EXERCISE DIRECTIONS ->
From the line with "assert_eq!(span.len(), 3);" to the final line, print the records exactly as they are.

EXTRACTED RECORDS ->
════════════════

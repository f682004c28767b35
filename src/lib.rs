//! # gestured
//!
//! A touchpad gesture engine that turns a continuous stream of libinput
//! motion samples into discrete, debounced commands selected by a
//! hierarchical, user-defined rule table.
//!
//! ## Overview
//!
//! Raw `libinput debug-events` lines are parsed into motion samples. Each
//! sample is buffered per gesture kind, classified into directional,
//! fingered, phased gesture events, resolved against the rule tree, and
//! throttled by time-interval and cumulative-distance gates before the
//! configured command is dispatched.
//!
//! ## Quick Start
//!
//! ```no_run
//! use gestured::config::ConfigStore;
//! use gestured::executor::LogDispatcher;
//! use gestured::parser::LibinputGestureParser;
//! use gestured::pipeline::Pipeline;
//! use std::sync::Arc;
//!
//! let store = Arc::new(ConfigStore::default());
//! let parser = LibinputGestureParser::new();
//! let mut pipeline = Pipeline::new(store, Box::new(LogDispatcher));
//!
//! let line = " event9  GESTURE_SWIPE_UPDATE +1.23s 3 12.34/ 0.42 (31.00/ 1.05 unaccelerated)";
//! if let Some(sample) = parser.parse_line(line) {
//!     pipeline.push_sample(sample);
//! }
//! ```
//!
//! ## Architecture
//!
//! The system is organized into the following modules:
//!
//! - [`event`]: Motion sample types and the per-pipeline gesture buffer
//! - [`config`]: Rule paths, the nested rule tree, and the memoized resolver
//! - [`detector`]: Per-gesture-kind classifiers (swipe, pinch, hold)
//! - [`executor`]: Interval/distance throttling and command dispatch
//! - [`parser`]: libinput debug-events line parsing
//! - [`pipeline`]: Per-device wiring of the above
//! - [`app`]: CLI and configuration-file management
//!
//! ## Event Pipeline
//!
//! ```text
//! ┌─────────────┐    ┌─────────────┐    ┌─────────────┐    ┌─────────────┐
//! │  libinput   │───▶│   Gesture   │───▶│  Detectors  │───▶│ Action Gate │
//! │   parser    │    │   buffer    │    │ (classify)  │    │ (throttle)  │
//! └─────────────┘    └─────────────┘    └─────────────┘    └─────────────┘
//!                                                                 │
//!                           ┌─────────────┐    ┌─────────────┐    ▼
//!                           │   Command   │◀───│    Rule     │◀───┘
//!                           │  dispatch   │    │  resolver   │
//!                           └─────────────┘    └─────────────┘
//! ```
//!
//! One pipeline instance exists per physical input device. Processing within
//! an instance is strictly sequential; the only shared state across
//! instances is the atomically swappable rule-tree snapshot.

pub mod app;
pub mod config;
pub mod detector;
pub mod event;
pub mod executor;
pub mod parser;
pub mod pipeline;

// Re-export commonly used types
pub use config::{ConfigStore, RulePath, RuleTree};
pub use detector::{ClassifiedEvent, Direction, Trigger};
pub use event::{GestureKind, MotionSample, Phase};
pub use pipeline::Pipeline;

/// Result type alias for the gesture engine
pub type Result<T> = std::result::Result<T, Error>;

/// Error types for the gesture engine
#[derive(Debug, thiserror::Error)]
pub enum Error {
    #[error("Configuration error: {0}")]
    Config(String),

    #[error("Parse error: {0}")]
    Parse(String),

    #[error("IO error: {0}")]
    Io(#[from] std::io::Error),

    #[error("Serialization error: {0}")]
    Serialization(#[from] serde_json::Error),
}
//! src/factory.rs
//!
//! maps an operator token to the matching operation

use std::ops::Range;

use crate::{
	config::UnknownOperatorPolicy,
	error::EvalError,
	operation::Operation,
	token_type::OperatorKind,
	variants::{Add, Divide, Multiply, Subtract},
};

/// Stateless; every call builds a fresh operation.
#[derive(Debug, Clone, Copy, Default, PartialEq, Eq)]
pub struct OperationFactory {
	policy: UnknownOperatorPolicy,
}

impl OperationFactory {
	pub fn new(policy: UnknownOperatorPolicy) -> Self {
		Self { policy }
	}

	/// Which variant `token` selects under the current policy, if any.
	///
	/// `+`, `-` and `*` are matched explicitly. Everything else is division
	/// under [`UnknownOperatorPolicy::FallbackToDivide`]; under
	/// [`UnknownOperatorPolicy::Reject`] only `/` is.
	pub fn resolve(&self, token: &str) -> Option<OperatorKind> {
		match (OperatorKind::from_symbol(token), self.policy) {
			(Some(kind), _) => Some(kind),
			(None, UnknownOperatorPolicy::FallbackToDivide) => {
				log::debug!("unrecognized operator `{token}`, falling back to division");
				Some(OperatorKind::Divide)
			},
			(None, UnknownOperatorPolicy::Reject) => None,
		}
	}

	/// builds the operation for an already resolved kind
	pub fn build(kind: OperatorKind, lhs: f64, rhs: f64) -> Box<dyn Operation> {
		match kind {
			OperatorKind::Add => Box::new(Add::new(lhs, rhs)),
			OperatorKind::Subtract => Box::new(Subtract::new(lhs, rhs)),
			OperatorKind::Multiply => Box::new(Multiply::new(lhs, rhs)),
			OperatorKind::Divide => Box::new(Divide::new(lhs, rhs)),
		}
	}

	/// builds the operation `token` selects; a rejected token is labelled on its own text
	pub fn create(&self, lhs: f64, rhs: f64, token: &str) -> Result<Box<dyn Operation>, EvalError> {
		self.create_within(lhs, rhs, token, token, 0..token.len())
	}

	/// like [`OperationFactory::create`], labelling a rejected token at `span` inside `src`
	pub fn create_within(
		&self,
		lhs: f64,
		rhs: f64,
		token: &str,
		src: &str,
		span: Range<usize>,
	) -> Result<Box<dyn Operation>, EvalError> {
		let kind = self.resolve(token).ok_or_else(|| EvalError::UnknownOperator {
			token: token.to_string(),
			src: src.to_string(),
			span: span.into(),
		})?;

		log::trace!("`{token}` dispatched to {kind:?}");

		Ok(Self::build(kind, lhs, rhs))
	}
}

#[cfg(test)]
mod tests {
	use super::*;

	fn kind_of(factory: OperationFactory, token: &str) -> OperatorKind {
		factory.create(1.0, 2.0, token).expect("dispatch").kind()
	}

	#[test]
	fn dispatches_each_symbol() {
		let factory = OperationFactory::default();
		assert_eq!(kind_of(factory, "+"), OperatorKind::Add);
		assert_eq!(kind_of(factory, "-"), OperatorKind::Subtract);
		assert_eq!(kind_of(factory, "*"), OperatorKind::Multiply);
		assert_eq!(kind_of(factory, "/"), OperatorKind::Divide);
	}

	#[test]
	fn unknown_tokens_fall_back_to_division_by_default() {
		let factory = OperationFactory::default();
		assert_eq!(kind_of(factory, "%"), OperatorKind::Divide);
		assert_eq!(kind_of(factory, "plus"), OperatorKind::Divide);
		assert_eq!(kind_of(factory, ""), OperatorKind::Divide);
	}

	#[test]
	fn reject_policy_refuses_unknown_tokens() {
		let factory = OperationFactory::new(UnknownOperatorPolicy::Reject);
		assert_eq!(kind_of(factory, "/"), OperatorKind::Divide);

		let err = factory.create(1.0, 2.0, "%").unwrap_err();
		assert!(matches!(err, EvalError::UnknownOperator { ref token, .. } if token == "%"));
	}

	#[test]
	fn rejected_tokens_are_labelled_inside_the_source() {
		let factory = OperationFactory::new(UnknownOperatorPolicy::Reject);
		match factory.create_within(9.0, 3.0, "mod", "9 mod 3", 2..5).unwrap_err() {
			EvalError::UnknownOperator { token, src, span } => {
				assert_eq!(token, "mod");
				assert_eq!(src, "9 mod 3");
				assert_eq!(span.offset(), 2);
				assert_eq!(span.len(), 3);
			},
			other => panic!("expected UnknownOperator, got {other:?}"),
		}
	}

	#[test]
	fn created_operations_carry_the_operands() {
		let op = OperationFactory::default().create(3.0, 4.0, "*").unwrap();
		assert_eq!(op.operands().lhs(), 3.0);
		assert_eq!(op.operands().rhs(), 4.0);
		assert_eq!(op.compute(), Ok(12.0));
	}
}
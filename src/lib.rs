pub mod config;
pub mod error;
pub mod evaluator;
pub mod factory;
pub mod lexer;
pub mod operation;
pub mod report;
pub mod token_type;
pub mod variants;

pub use config::EvalConfig;
pub use error::{EvalError, OperationError};
pub use evaluator::{evaluate, Evaluator};
pub use factory::OperationFactory;
pub use lexer::Lexer;
pub use operation::Operation;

════════════════

TASK RESULT ->
				assert_eq!(span.len(), 3);
			},
			other => panic!("expected UnknownOperator, got {other:?}"),
		}
	}

	#[test]
	fn created_operations_carry_the_operands() {
		let op = OperationFactory::default().create(3.0, 4.0, "*").unwrap();
		assert_eq!(op.operands().lhs(), 3.0);
		assert_eq!(op.operands().rhs(), 4.0);
		assert_eq!(op.compute(), Ok(12.0));
	}
}
filename src/lib.rs
pub mod config;
pub mod error;
pub mod evaluator;
pub mod factory;
pub mod lexer;
pub mod operation;
pub mod report;
pub mod token_type;
pub mod variants;

pub use config::EvalConfig;
pub use error::{EvalError, OperationError};
pub use evaluator::{evaluate, Evaluator};
pub use factory::OperationFactory;
pub use lexer::Lexer;
pub use operation::Operation;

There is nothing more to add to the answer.